● Dataset excerpts
────────────────────
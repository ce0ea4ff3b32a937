//! End-to-end tests: two nodes of different clusters talking over TCP

use ensemble_cluster::partition::CustomEnsemblePartitionerStrategy;
use ensemble_cluster::{
    Command, Coordinator, EnsembleConfig, EnsembleError, MemoryStore, Node, NodeRef,
    PartitionerRegistry, RemoteClusterConfig, RemoteNode, Response, Store, Value,
};
use std::sync::Arc;
use std::time::Duration;

fn node_config(cluster: &str, node: &str) -> EnsembleConfig {
    let mut config = EnsembleConfig::default();
    config.cluster.name = cluster.to_string();
    config.cluster.node_name = node.to_string();
    config.cluster.bind_host = "127.0.0.1".to_string();
    config.cluster.bind_port = 0;
    config.cluster.worker_threads = 2;
    config.cluster.node_timeout_ms = 500;
    // Keep scheduled refreshes out of the way
    config.ensemble.discovery_initial_delay_secs = 60;
    config
}

async fn start(config: EnsembleConfig) -> (Coordinator, Arc<MemoryStore>) {
    let store = Arc::new(MemoryStore::new());
    let coordinator = Coordinator::start(config, store.clone(), &PartitionerRegistry::new())
        .await
        .unwrap();
    (coordinator, store)
}

/// Node `a1` of cluster1, and node `b1` of cluster2 discovering cluster1
async fn two_clusters() -> (Coordinator, Arc<MemoryStore>, Coordinator) {
    let (a, a_store) = start(node_config("cluster1", "a1")).await;

    let mut config = node_config("cluster2", "b1");
    config.ensemble.clusters.push(RemoteClusterConfig {
        name: "cluster1".to_string(),
        seed: a.local_addr().to_string(),
    });
    let (b, _) = start(config).await;

    (a, a_store, b)
}

fn remote_a1(b: &Coordinator) -> NodeRef {
    let route = b.router().cluster_route_by_name("cluster1").unwrap();
    assert_eq!(route.len(), 1);
    route.into_iter().next().unwrap()
}

#[tokio::test(flavor = "multi_thread", worker_threads = 4)]
async fn test_remote_cluster_discovered_from_seed() {
    let (a, _a_store, b) = two_clusters().await;

    let a1 = remote_a1(&b);
    assert_eq!(a1.name(), "a1");
    assert_eq!(a1.port(), a.local_addr().port());

    // b only knows itself in its own cluster
    let own: Vec<String> = b
        .router()
        .cluster_route_by_name("cluster2")
        .unwrap()
        .iter()
        .map(|n| n.name().to_string())
        .collect();
    assert_eq!(own, vec!["b1".to_string()]);

    b.shutdown().await;
    a.shutdown().await;
}

#[tokio::test(flavor = "multi_thread", worker_threads = 4)]
async fn test_remote_node_pings_even_while_paused() {
    let (a, _) = start(node_config("cluster1", "a1")).await;
    let node = RemoteNode::new(
        "a1",
        "127.0.0.1",
        a.local_addr().port(),
        Duration::from_secs(1),
        Duration::from_millis(500),
    );

    assert!(matches!(node.ping().await, Err(EnsembleError::Communication(_))));

    node.connect().await.unwrap();
    assert!(node.is_connected());
    assert_eq!(node.ping().await.unwrap(), "pong");

    // Pings bypass the command pipeline
    a.pause().await;
    assert_eq!(node.ping().await.unwrap(), "pong");
    a.resume();

    node.disconnect().await;
    assert!(!node.is_connected());
    a.shutdown().await;
}

#[tokio::test(flavor = "multi_thread", worker_threads = 4)]
async fn test_connect_fails_against_a_non_ensemble_listener() {
    // Accepts TCP but never speaks the protocol
    let listener = tokio::net::TcpListener::bind("127.0.0.1:0").await.unwrap();
    let port = listener.local_addr().unwrap().port();
    let _silent = tokio::spawn(async move {
        let mut held = Vec::new();
        while let Ok((stream, _)) = listener.accept().await {
            held.push(stream);
        }
    });

    let node = RemoteNode::new(
        "mute",
        "127.0.0.1",
        port,
        Duration::from_secs(1),
        Duration::from_millis(200),
    );
    assert!(matches!(
        node.connect().await,
        Err(EnsembleError::Communication(_))
    ));
    assert!(!node.is_connected());
}

#[tokio::test(flavor = "multi_thread", worker_threads = 4)]
async fn test_commands_execute_on_remote_node() {
    let (a, a_store, b) = two_clusters().await;
    let a1 = remote_a1(&b);

    let put = a1
        .send(Command::PutValue {
            bucket: "users".into(),
            key: "alice".into(),
            value: Value::from("admin"),
        })
        .await
        .unwrap();
    assert_eq!(put, Response::Done);
    assert_eq!(
        a_store.get_value("users", "alice").unwrap(),
        Some(Value::from("admin"))
    );

    let get = a1
        .send(Command::GetValue {
            bucket: "users".into(),
            key: "alice".into(),
        })
        .await
        .unwrap();
    assert_eq!(get, Response::Value(Some(Value::from("admin"))));

    // Failures on the remote node come back as they were raised
    let missing = a1
        .send(Command::GetKeys {
            bucket: "ghost".into(),
        })
        .await;
    assert!(matches!(missing, Err(EnsembleError::Processing(_))));

    b.shutdown().await;
    a.shutdown().await;
}

#[tokio::test(flavor = "multi_thread", worker_threads = 4)]
async fn test_paused_remote_node_times_out() {
    let (a, _a_store, b) = two_clusters().await;
    let a1 = remote_a1(&b);

    a.pause().await;
    let result = a1.send(Command::GetBuckets).await;
    assert!(matches!(result, Err(EnsembleError::Communication(_))));

    a.resume();
    // The queued command ran after resume; fresh ones go through again
    tokio::time::sleep(Duration::from_millis(50)).await;
    assert!(matches!(
        a1.send(Command::GetBuckets).await.unwrap(),
        Response::Buckets(_)
    ));

    b.shutdown().await;
    a.shutdown().await;
}

#[tokio::test(flavor = "multi_thread", worker_threads = 4)]
async fn test_unreachable_seed_does_not_stop_startup() {
    let mut config = node_config("cluster2", "b1");
    config.ensemble.clusters.push(RemoteClusterConfig {
        name: "cluster1".to_string(),
        // Nothing listens on the discard port
        seed: "127.0.0.1:9".to_string(),
    });
    let (b, _) = start(config).await;

    assert!(b.router().cluster_route_by_name("cluster1").unwrap().is_empty());
    assert_eq!(b.discoveries().len(), 1);
    assert!(b.discoveries()[0].is_scheduled());

    b.shutdown().await;
    assert!(!b.discoveries()[0].is_scheduled());
}

struct Always(&'static str);

impl CustomEnsemblePartitionerStrategy for Always {
    fn cluster_for(&self, _bucket: &str, _key: Option<&str>) -> Option<String> {
        Some(self.0.to_string())
    }
}

#[tokio::test]
async fn test_ambiguous_partitioner_strategies_fail_startup() {
    let mut registry = PartitionerRegistry::new();
    registry
        .register_ensemble_strategy("first", Arc::new(Always("cluster1")))
        .register_ensemble_strategy("second", Arc::new(Always("cluster2")));

    let result = Coordinator::start(
        node_config("cluster1", "a1"),
        Arc::new(MemoryStore::new()),
        &registry,
    )
    .await;
    assert!(matches!(result, Err(EnsembleError::Config(_))));

    // Naming one of them resolves the ambiguity
    let mut config = node_config("cluster1", "a1");
    config.partitioner.ensemble = Some("second".to_string());
    let coordinator = Coordinator::start(config, Arc::new(MemoryStore::new()), &registry)
        .await
        .unwrap();
    coordinator.shutdown().await;
}

#[tokio::test(flavor = "multi_thread", worker_threads = 4)]
async fn test_shutdown_drops_remote_routes() {
    let (a, _a_store, b) = two_clusters().await;

    b.shutdown().await;
    assert!(b.router().cluster_route_by_name("cluster1").unwrap().is_empty());
    assert_eq!(b.router().route_to_local_node().unwrap().name(), "b1");
    assert!(b.processor().process(Command::GetBuckets).await.is_err());

    a.shutdown().await;
}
────────────────────
● TASK REQUIREMENTS
Among the entries above, how many lines contain the string "GetBuckets"? Write the number alone.

● SOLUTION FOR THIS TASK
3